Dakota War comes to Metro State campus

Just last week, Metro State congratulated itself for its work on developing curricula for teaching both Dakota and Ojibwe languages. The timing was ironic, as this week students and faculty angrily protested a decision not to offer two courses — “American Indian Spirituality” and “Dakota People of Minnesota: Genocide, Survival, and Recovery” — in 2012, the 150th anniversary of the War of 1862.

 

FULL DISCLOSURE: I teach writing at Metro State University as an adjunct faculty member.

I wasn’t able to get to the protest, but I reached Dr. Chris Mato Nunpa, the professor at the center of the protest, by phone. He taught the American Indian Spirituality course every spring for the past four years. He said that after spring semester registration began last month, students asked him why they couldn’t find the American Indian Spirituality course. Mato Nunpa emailed Dr. Nantawan Lewis, chair of the Religious and Ethnic Studies department, and she responded by email, telling him that the course would not be offered in 2012. Mato Nunpa said that Lewis cited a limited budget as the reason for not offering the course.

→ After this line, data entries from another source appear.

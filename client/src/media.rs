//! Local files as `data:` URLs for image elements and thumbnails.

#[cfg(test)]
#[path = "media_test.rs"]
mod media_test;

use std::path::Path;

use base64::Engine as _;
use base64::engine::general_purpose::STANDARD;

/// Encode bytes as `data:<mime>;base64,<payload>`.
#[must_use]
pub fn data_url(mime: &str, bytes: &[u8]) -> String {
    format!("data:{mime};base64,{}", STANDARD.encode(bytes))
}

/// Read `path` and encode it as a `data:` URL, guessing the MIME type from
/// the extension.
///
/// # Errors
///
/// Any I/O error from reading the file.
pub async fn data_url_from_file(path: &Path) -> std::io::Result<String> {
    let bytes = tokio::fs::read(path).await?;
    let mime = mime_guess::from_path(path).first_or_octet_stream();
    Ok(data_url(mime.essence_str(), &bytes))
}
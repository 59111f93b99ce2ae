//! Document model: presentations, slides, elements and backgrounds.
//!
//! These types mirror the JSON document the Presto backend keeps in each
//! user's store. Field names follow that document exactly (`camelCase` for
//! slide and element fields, `default_background` on the presentation), and
//! fields the backend may omit fall back to the same defaults the editor
//! has always used. Unknown fields are ignored on read.
//!
//! Elements share one generic shape, [`Element<B>`], whose kind-specific
//! fields live in a flattened body (`TextBody`, `ImageBody`, `VideoBody`,
//! `CodeBody`). Each kind is kept in its own list on the [`Slide`].

#[cfg(test)]
#[path = "model_test.rs"]
mod model_test;

use std::fmt;
use std::str::FromStr;

use serde::{Deserialize, Serialize};
use uuid::Uuid;

use crate::code::CodeLanguage;
use crate::consts::DEFAULT_FONT_SIZE_EM;

pub type PresentationId = String;
pub type SlideId = String;
pub type ElementId = String;

/// Generate a fresh globally unique id (UUID v4, hyphenated).
#[must_use]
pub fn new_id() -> String {
    Uuid::new_v4().to_string()
}

// =============================================================================
// GEOMETRY VALUES
// =============================================================================

/// Top-left corner of an element, in percent of the slide container.
#[derive(Debug, Clone, Copy, PartialEq, Default, Serialize, Deserialize)]
pub struct Position {
    pub x: f64,
    pub y: f64,
}

impl Position {
    pub const ORIGIN: Self = Self { x: 0.0, y: 0.0 };

    #[must_use]
    pub fn new(x: f64, y: f64) -> Self {
        Self { x, y }
    }
}

/// Element extent, in percent of the slide container.
#[derive(Debug, Clone, Copy, PartialEq, Default, Serialize, Deserialize)]
pub struct Size {
    pub width: f64,
    pub height: f64,
}

impl Size {
    #[must_use]
    pub fn new(width: f64, height: f64) -> Self {
        Self { width, height }
    }
}

// =============================================================================
// ELEMENTS
// =============================================================================

/// The four element kinds a slide can hold.
#[derive(Debug, Clone, Copy, PartialEq, Eq, Hash, Serialize, Deserialize)]
#[serde(rename_all = "lowercase")]
pub enum ElementKind {
    Text,
    Image,
    Video,
    Code,
}

impl ElementKind {
    pub const ALL: [Self; 4] = [Self::Text, Self::Image, Self::Video, Self::Code];

    /// Short machine name, as accepted by [`FromStr`].
    #[must_use]
    pub fn as_str(self) -> &'static str {
        match self {
            Self::Text => "text",
            Self::Image => "image",
            Self::Video => "video",
            Self::Code => "code",
        }
    }
}

impl fmt::Display for ElementKind {
    fn fmt(&self, f: &mut fmt::Formatter<'_>) -> fmt::Result {
        let label = match self {
            Self::Text => "text box",
            Self::Image => "image",
            Self::Video => "video",
            Self::Code => "code block",
        };
        f.write_str(label)
    }
}

impl FromStr for ElementKind {
    type Err = String;

    fn from_str(s: &str) -> Result<Self, Self::Err> {
        match s.trim().to_ascii_lowercase().as_str() {
            "text" | "textbox" | "text-box" => Ok(Self::Text),
            "image" | "img" => Ok(Self::Image),
            "video" => Ok(Self::Video),
            "code" | "codeblock" | "code-block" => Ok(Self::Code),
            other => Err(format!("unknown element kind: {other}")),
        }
    }
}

/// A positioned element on a slide. `B` carries the kind-specific fields.
#[derive(Debug, Clone, PartialEq, Serialize, Deserialize)]
#[serde(rename_all = "camelCase")]
pub struct Element<B> {
    pub id: ElementId,
    #[serde(flatten)]
    pub body: B,
    #[serde(default)]
    pub size: Size,
    #[serde(default)]
    pub position: Position,
    /// Stacking order among all elements of the slide. Absent reads as 0,
    /// and 0 (not yet placed on a slide) is not written.
    #[serde(default, skip_serializing_if = "is_zero")]
    pub z_index: i64,
}

impl<B> Element<B> {
    /// A new element at the slide origin with a fresh id. The z-index is
    /// assigned when the element is added to a slide.
    #[must_use]
    pub fn new(body: B, size: Size) -> Self {
        Self { id: new_id(), body, size, position: Position::ORIGIN, z_index: 0 }
    }
}

#[derive(Debug, Clone, PartialEq, Serialize, Deserialize)]
#[serde(rename_all = "camelCase")]
pub struct TextBody {
    #[serde(default)]
    pub text: String,
    /// Font size in `em`.
    #[serde(default = "default_font_size")]
    pub font_size: f64,
    #[serde(default = "default_text_color")]
    pub color: String,
    #[serde(default = "default_font_family")]
    pub font_family: String,
}

#[derive(Debug, Clone, PartialEq, Serialize, Deserialize)]
pub struct ImageBody {
    /// Image URL or `data:` URL.
    #[serde(default)]
    pub src: String,
    /// Alt text.
    #[serde(default)]
    pub description: String,
}

#[derive(Debug, Clone, PartialEq, Serialize, Deserialize)]
#[serde(rename_all = "camelCase")]
pub struct VideoBody {
    /// URL as typed by the user.
    #[serde(default)]
    pub url: String,
    /// 11-character YouTube id extracted from `url`.
    #[serde(default)]
    pub video_id: String,
    #[serde(default)]
    pub autoplay: bool,
}

#[derive(Debug, Clone, PartialEq, Serialize, Deserialize)]
#[serde(rename_all = "camelCase")]
pub struct CodeBody {
    #[serde(default)]
    pub content: String,
    /// Highlighter label, see [`CodeLanguage::label`].
    #[serde(default = "default_language")]
    pub language: String,
    #[serde(default = "default_font_size")]
    pub font_size: f64,
}

pub type TextBox = Element<TextBody>;
pub type Image = Element<ImageBody>;
pub type Video = Element<VideoBody>;
pub type CodeBlock = Element<CodeBody>;

fn default_font_size() -> f64 {
    DEFAULT_FONT_SIZE_EM
}

fn default_text_color() -> String {
    "black".to_owned()
}

fn default_font_family() -> String {
    "Arial".to_owned()
}

fn default_language() -> String {
    CodeLanguage::Plaintext.label().to_owned()
}

// =============================================================================
// BACKGROUND
// =============================================================================

#[derive(Debug, Clone, Copy, PartialEq, Eq, Default, Serialize, Deserialize)]
#[serde(rename_all = "lowercase")]
pub enum BackgroundKind {
    #[default]
    Solid,
    Gradient,
    Image,
}

#[derive(Debug, Clone, PartialEq, Eq, Serialize, Deserialize)]
pub struct Gradient {
    pub start: String,
    pub end: String,
    /// CSS gradient direction, e.g. `to right`.
    pub direction: String,
}

impl Default for Gradient {
    fn default() -> Self {
        Self { start: "#ffffff".to_owned(), end: "#000000".to_owned(), direction: "to right".to_owned() }
    }
}

/// Slide fill. All three payloads are stored; only the one matching `kind`
/// is meaningful.
#[derive(Debug, Clone, PartialEq, Eq, Serialize, Deserialize)]
pub struct Background {
    #[serde(rename = "type", default)]
    pub kind: BackgroundKind,
    #[serde(default = "default_background_color")]
    pub color: String,
    #[serde(default)]
    pub gradient: Gradient,
    #[serde(default)]
    pub image: String,
}

impl Default for Background {
    fn default() -> Self {
        Self {
            kind: BackgroundKind::Solid,
            color: default_background_color(),
            gradient: Gradient::default(),
            image: String::new(),
        }
    }
}

impl Background {
    #[must_use]
    pub fn solid(color: impl Into<String>) -> Self {
        Self { kind: BackgroundKind::Solid, color: color.into(), ..Self::default() }
    }

    #[must_use]
    pub fn gradient(start: impl Into<String>, end: impl Into<String>, direction: impl Into<String>) -> Self {
        Self {
            kind: BackgroundKind::Gradient,
            gradient: Gradient { start: start.into(), end: end.into(), direction: direction.into() },
            ..Self::default()
        }
    }

    #[must_use]
    pub fn image(url: impl Into<String>) -> Self {
        Self { kind: BackgroundKind::Image, image: url.into(), ..Self::default() }
    }
}

fn default_background_color() -> String {
    "#ffffff".to_owned()
}

// =============================================================================
// SLIDE
// =============================================================================

#[derive(Debug, Clone, PartialEq, Serialize, Deserialize)]
#[serde(rename_all = "camelCase")]
pub struct Slide {
    pub id: SlideId,
    /// Per-slide fill; falls back to the presentation default when absent.
    #[serde(default, skip_serializing_if = "Option::is_none")]
    pub background: Option<Background>,
    #[serde(default, skip_serializing_if = "Vec::is_empty")]
    pub text_boxes: Vec<TextBox>,
    #[serde(default, skip_serializing_if = "Vec::is_empty")]
    pub images: Vec<Image>,
    #[serde(default, skip_serializing_if = "Vec::is_empty")]
    pub videos: Vec<Video>,
    #[serde(default, skip_serializing_if = "Vec::is_empty")]
    pub code_blocks: Vec<CodeBlock>,
    /// Position assigned by the last explicit reorder.
    #[serde(default, skip_serializing_if = "Option::is_none")]
    pub order: Option<usize>,
}

impl Slide {
    /// An empty slide with a fresh id.
    #[must_use]
    pub fn new() -> Self {
        Self {
            id: new_id(),
            background: None,
            text_boxes: Vec::new(),
            images: Vec::new(),
            videos: Vec::new(),
            code_blocks: Vec::new(),
            order: None,
        }
    }

    /// The background actually painted for this slide.
    #[must_use]
    pub fn effective_background<'a>(&'a self, default: &'a Background) -> &'a Background {
        self.background.as_ref().unwrap_or(default)
    }
}

impl Default for Slide {
    fn default() -> Self {
        Self::new()
    }
}

// =============================================================================
// PRESENTATION
// =============================================================================

#[derive(Debug, Clone, PartialEq, Serialize, Deserialize)]
pub struct Presentation {
    pub id: PresentationId,
    pub name: String,
    #[serde(default)]
    pub description: String,
    /// Thumbnail URL or `data:` URL.
    #[serde(default)]
    pub thumbnail: Option<String>,
    #[serde(default)]
    pub default_background: Background,
    #[serde(default)]
    pub slides: Vec<Slide>,
    /// Optimistic concurrency counter, bumped on every successful save.
    /// Documents written before revisions existed read as 0.
    #[serde(default, skip_serializing_if = "is_zero")]
    pub revision: u64,
}

impl Presentation {
    /// A new presentation with one empty slide and a white default background.
    #[must_use]
    pub fn new(name: impl Into<String>, description: impl Into<String>, thumbnail: Option<String>) -> Self {
        Self {
            id: new_id(),
            name: name.into(),
            description: description.into(),
            thumbnail,
            default_background: Background::default(),
            slides: vec![Slide::new()],
            revision: 0,
        }
    }
}

fn is_zero<T: Default + PartialEq>(value: &T) -> bool {
    *value == T::default()
}
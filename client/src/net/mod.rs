//! Networking: REST transport and the whole-document persistence gateway.
//!
//! SYSTEM CONTEXT
//! ==============
//! `api` handles REST calls, `gateway` turns editor saves into
//! read-modify-write cycles on the store document, and `types` defines the
//! wire schema.

pub mod api;
pub mod gateway;
pub mod types;

#[cfg(test)]
pub(crate) mod mock;
//! Code block language detection.
//!
//! Detection is a keyword score: every language has a list of tell-tale
//! tokens, each hit adds its weight, and the best score wins. No hits, or a
//! tie at the top, is plain text.

#[cfg(test)]
#[path = "code_test.rs"]
mod code_test;

/// Languages the highlighter is asked to render.
#[derive(Debug, Clone, Copy, PartialEq, Eq)]
pub enum CodeLanguage {
    C,
    JavaScript,
    Python,
    Java,
    Plaintext,
}

impl CodeLanguage {
    /// Label stored on the code block and handed to the highlighter.
    #[must_use]
    pub fn label(self) -> &'static str {
        match self {
            Self::C => "c",
            Self::JavaScript => "javascript",
            Self::Python => "python",
            Self::Java => "Java",
            Self::Plaintext => "plaintext",
        }
    }

    /// Inverse of [`label`](Self::label), case-insensitive. Unknown labels
    /// read as plain text.
    #[must_use]
    pub fn from_label(label: &str) -> Self {
        match label.to_ascii_lowercase().as_str() {
            "c" | "c++" | "cpp" => Self::C,
            "javascript" | "js" => Self::JavaScript,
            "python" | "py" => Self::Python,
            "java" => Self::Java,
            _ => Self::Plaintext,
        }
    }
}

struct Rule {
    token: &'static str,
    weight: u32,
}

const fn rule(token: &'static str, weight: u32) -> Rule {
    Rule { token, weight }
}

const C_RULES: &[Rule] = &[
    rule("#include", 3),
    rule("printf(", 2),
    rule("int main(", 3),
    rule("std::", 3),
    rule("malloc(", 2),
    rule("->", 1),
    rule("cout <<", 3),
    rule("#define", 2),
    rule("unsigned ", 1),
];

const JS_RULES: &[Rule] = &[
    rule("function ", 2),
    rule("console.log(", 3),
    rule("const ", 1),
    rule("let ", 1),
    rule("var ", 1),
    rule("=>", 2),
    rule("===", 2),
    rule("!==", 2),
    rule("document.", 2),
    rule("require(", 2),
    rule("undefined", 1),
];

const PYTHON_RULES: &[Rule] = &[
    rule("def ", 3),
    rule("elif ", 3),
    rule("print(", 1),
    rule("self.", 1),
    rule("None", 1),
    rule("True", 1),
    rule("False", 1),
    rule("lambda ", 2),
    rule("__init__", 3),
    rule("from ", 1),
];

const JAVA_RULES: &[Rule] = &[
    rule("public class ", 4),
    rule("System.out.println(", 4),
    rule("public static void main", 4),
    rule("private ", 1),
    rule("String[]", 2),
    rule("new ", 1),
    rule("@Override", 3),
    rule("import java.", 4),
];

fn score(source: &str, rules: &[Rule]) -> u32 {
    rules
        .iter()
        .map(|r| u32::try_from(source.matches(r.token).count()).unwrap_or(u32::MAX).saturating_mul(r.weight))
        .fold(0, u32::saturating_add)
}

/// Guess the language of a code snippet.
#[must_use]
pub fn detect_language(source: &str) -> CodeLanguage {
    let mut scores = [
        (CodeLanguage::C, score(source, C_RULES)),
        (CodeLanguage::JavaScript, score(source, JS_RULES)),
        (CodeLanguage::Python, score(source, PYTHON_RULES)),
        (CodeLanguage::Java, score(source, JAVA_RULES)),
    ];
    scores.sort_by(|a, b| b.1.cmp(&a.1));

    let (best, best_score) = scores[0];
    if best_score == 0 || scores[1].1 == best_score {
        return CodeLanguage::Plaintext;
    }
    best
}
//! Wire DTOs for the Presto backend REST surface.
//!
//! DESIGN
//! ======
//! The backend keeps one JSON document per user, the "store". Reads return
//! `{store: {...}}` and writes replace it wholesale with the same envelope.
//! Keys this client does not know about are carried through `extra` so a
//! read-modify-write never drops them.

#[cfg(test)]
#[path = "types_test.rs"]
mod types_test;

use deck::Presentation;
use serde::{Deserialize, Serialize};
use serde_json::{Map, Value};

/// The per-user document.
#[derive(Clone, Debug, Default, PartialEq, Serialize, Deserialize)]
pub struct Store {
    #[serde(default)]
    pub presentations: Vec<Presentation>,
    /// Store-level thumbnail shown on the dashboard.
    #[serde(default, skip_serializing_if = "Option::is_none")]
    pub thumbnail: Option<String>,
    #[serde(flatten)]
    pub extra: Map<String, Value>,
}

impl Store {
    #[must_use]
    pub fn presentation(&self, id: &str) -> Option<&Presentation> {
        self.presentations.iter().find(|p| p.id == id)
    }
}

/// `{store: ...}` envelope used by both `GET /store` and `PUT /store`.
#[derive(Clone, Debug, Default, PartialEq, Serialize, Deserialize)]
pub struct StoreEnvelope {
    #[serde(default)]
    pub store: Store,
}

#[derive(Clone, Debug, PartialEq, Eq, Serialize, Deserialize)]
pub struct LoginRequest {
    pub email: String,
    pub password: String,
}

#[derive(Clone, Debug, PartialEq, Eq, Serialize, Deserialize)]
pub struct RegisterRequest {
    pub email: String,
    pub password: String,
    pub name: String,
}

#[derive(Clone, Debug, PartialEq, Eq, Serialize, Deserialize)]
pub struct AuthResponse {
    pub token: String,
}

/// Error body the backend sends with non-2xx responses.
#[derive(Clone, Debug, PartialEq, Eq, Serialize, Deserialize)]
pub struct ErrorBody {
    pub error: String,
}
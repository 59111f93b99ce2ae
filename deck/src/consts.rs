//! Shared numeric constants for the deck crate.

// ── Geometry ────────────────────────────────────────────────────

/// Pixels kept free between an element and the right/bottom container edge
/// when a drag or resize is committed.
pub const EDGE_MARGIN_PX: f64 = 5.0;

/// Minimum element width/height as a fraction of the container dimension.
pub const MIN_SIZE_RATIO: f64 = 0.01;

/// Percent coordinates span `0..=PERCENT_MAX`.
pub const PERCENT_MAX: f64 = 100.0;

// ── Element defaults ────────────────────────────────────────────

/// Default font size in `em` for text boxes and code blocks.
pub const DEFAULT_FONT_SIZE_EM: f64 = 1.0;

/// Default width/height in percent offered by the add-element forms.
pub const DEFAULT_ELEMENT_SIZE_PCT: f64 = 50.0;

// ── Preview ─────────────────────────────────────────────────────

/// Duration of the slide transition animation.
pub const TRANSITION_MS: u64 = 500;

/// Horizontal offset a slide enters from / exits to during a transition.
pub const TRANSITION_OFFSET_PX: f64 = 300.0;

// ── Media ───────────────────────────────────────────────────────

/// Length of a YouTube video id.
pub const YOUTUBE_ID_LEN: usize = 11;
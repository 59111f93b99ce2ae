use super::*;

#[test]
fn endpoint_joins_without_double_slash() {
    assert_eq!(endpoint("http://localhost:5005", STORE_PATH), "http://localhost:5005/store");
    assert_eq!(endpoint("http://localhost:5005/", LOGIN_PATH), "http://localhost:5005/admin/auth/login");
}

#[test]
fn backend_error_prefers_error_field() {
    let err = backend_error(400, r#"{"error":"Invalid input"}"#);
    assert!(matches!(&err, ApiError::Backend { status: 400, message } if message == "Invalid input"));
    assert_eq!(err.to_string(), "Invalid input");
}

#[test]
fn backend_error_falls_back_to_status() {
    let err = backend_error(502, "<html>bad gateway</html>");
    assert!(matches!(err, ApiError::Status(502)));
    assert_eq!(err.to_string(), "HTTP 502");
    assert_eq!(backend_error(403, r#"{"error":""}"#).to_string(), "HTTP 403");
}

#[test]
fn http_backend_keeps_configured_base_url() {
    let config = ClientConfig::default().with_backend_url("http://127.0.0.1:1/");
    let backend = HttpBackend::new(&config).unwrap();
    assert_eq!(backend.base_url(), "http://127.0.0.1:1");
}
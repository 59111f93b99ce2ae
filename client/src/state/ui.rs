//! Overlay state for dialogs and pickers.
//!
//! DESIGN
//! ======
//! At most one overlay is open at a time, so a single tagged value replaces
//! a set of independent open flags. Editing overlays name their target
//! element explicitly instead of relying on a separately stored selection.
//! While any overlay is open, slide navigation keys are ignored.

#[cfg(test)]
#[path = "ui_test.rs"]
mod ui_test;

use deck::preview::NavKey;
use deck::{ElementId, ElementKind};

/// The dialog or picker currently shown over the page.
#[derive(Clone, Debug, Default, PartialEq, Eq)]
pub enum Overlay {
    #[default]
    None,
    AddElement(ElementKind),
    EditElement { kind: ElementKind, id: ElementId },
    EditTitle,
    EditThumbnail,
    BackgroundPicker,
    Rearrange,
    ConfirmDeletePresentation,
    NewPresentation,
}

#[derive(Clone, Debug, Default)]
pub struct UiState {
    overlay: Overlay,
}

impl UiState {
    #[must_use]
    pub fn overlay(&self) -> &Overlay {
        &self.overlay
    }

    #[must_use]
    pub fn is_open(&self) -> bool {
        self.overlay != Overlay::None
    }

    /// Show `overlay`, replacing whatever was open.
    pub fn open(&mut self, overlay: Overlay) {
        self.overlay = overlay;
    }

    /// Close the open overlay. Returns whether one was open.
    pub fn close(&mut self) -> bool {
        let was_open = self.is_open();
        self.overlay = Overlay::None;
        was_open
    }

    /// Route a key press. Escape closes the overlay; arrow keys pass
    /// through only when nothing is open.
    #[must_use]
    pub fn filter_key(&mut self, key: NavKey) -> Option<NavKey> {
        match key {
            NavKey::Escape => {
                self.close();
                None
            }
            NavKey::Left | NavKey::Right if self.is_open() => None,
            other => Some(other),
        }
    }
}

That led quickly to student protest, culminating in a march and a two-hour protest session with school officials this week. Mato Nunpa said the protest was student-planned. “I’m retired,” he told me in the phone call. “I don’t need to teach, but I still like to see the light bulbs come on in the students’ heads.”

Mato Nunpa said in an email that

to NOT teach these two courses during the year 2012 is academically unconscionable and unjust.  This course may be one of the few mediums/forums, during the year 2012, through which the TRUTH (bounties, concentration camps, forced marches, mass executions, suppression of Dakota spirituality and ceremonies, suppression of Indigenous languages, forced removal, or “ethnic cleansing,” of the Dakota People from their homelands here in the Minnesota region; terrorism, tragedy, and trauma, etc.) will be taught.

He said that he did not think Dr. Nantawan Lewis, chair of the Ethnic and Religious Studies department, would approve of him offering any courses in the future, “So, I think we need to look, also, at the possibility of identifying and using other programs to teach the courses.”

A “Statement of Facts” issued via email by Nantawan Lewis restated each “Claim” made by protesters and then countered each with a statement of “Fact.” Lewis’s email said that “Dakota People of Minnesota: Genocide, Survival, and Recovery” was “a one-time topical focus within a pre-existing course framework, not an independent stand-alone course, therefore it is not being canceled or cut.” Of course, it’s also not being offered.

Lewis acknowledged that the American Indian Spirituality course would not be offered in 2012, but said it would be offered in 2013. Her “Statement of Facts” concluded by citing “a long-term departmental and university commitment to Indigenous Studies,” and warning, “It is important to remain attentive to the ease in which different university staffing, curricular, and scheduling issues can be confused to create false and harmful controversies.”

A flurry of emails preceded and followed the protest. Some were directed to a campus-wide listserv, and were then forwarded to news media and others in the community.

Metro State faculty member Kathryn Kelley said in an email directed to a campus-wide listserv:

I will be on campus with Dr. Chris Mato Nunpa and students who were as shocked as he and I were to learn his course, American Indian Spirituality, which he has taught for the past four springs at Metropolitan State University through our Ethnic Studies Department, will not be offered this spring.  Nor is his Fall 2011 offering, The Dakota People of Minnesota:  Genocide, Survival, and Recovery, planned for next fall despite 2012 being the sesquicentennial of the Dakota-U.S. War of 1862 and the genocide of the Dakota people.

The Star Tribune reported that after the protesters marched to the school, “school President Sue Hammersmith, arts and sciences Dean Becky Omdahl and a group of administrators listened to them for more than two hours.” According to an email from Metro State associate professor Manuel Barrera (addressed to Lewis, but sent to the all-Metro listserv), “not a single member of the ethnic studies department even bothered to come and speak with students to defend its actions.” He continued:

It is tremendously unfortunate and shameful that your department would feel it hasn’t enough courage or respect for your students to come to and hear legitimate grievances and at the least explain your actions. What volumes it speaks that you would send a statement, but hide yourselves from the inquisitive minds and aggrieved constituents who were clearly invested in learning within your field.

Barrera also criticized Lewis’s “Statement of Facts:”

The document clearly articulates the disdain with which it treats this issue, the students raising it, and the American Indian community who stands with them by deflecting away from the issue: keeping and holding the two courses on Dakota people during spring 2012 as it has always done for many years. The statement colonizes the issue by framing the demands and concerns presented by the students and American Indian community as “claims” that should be countered by “facts”. It is an insidious literary device designed to marginalize legitimately raised issues predicated by the fact of the ethnic studies removal of courses clearly important to a community during a time when the issue of Dakota genocide is being memorialized in 2012.

Sounds like this is one war that isn’t over yet.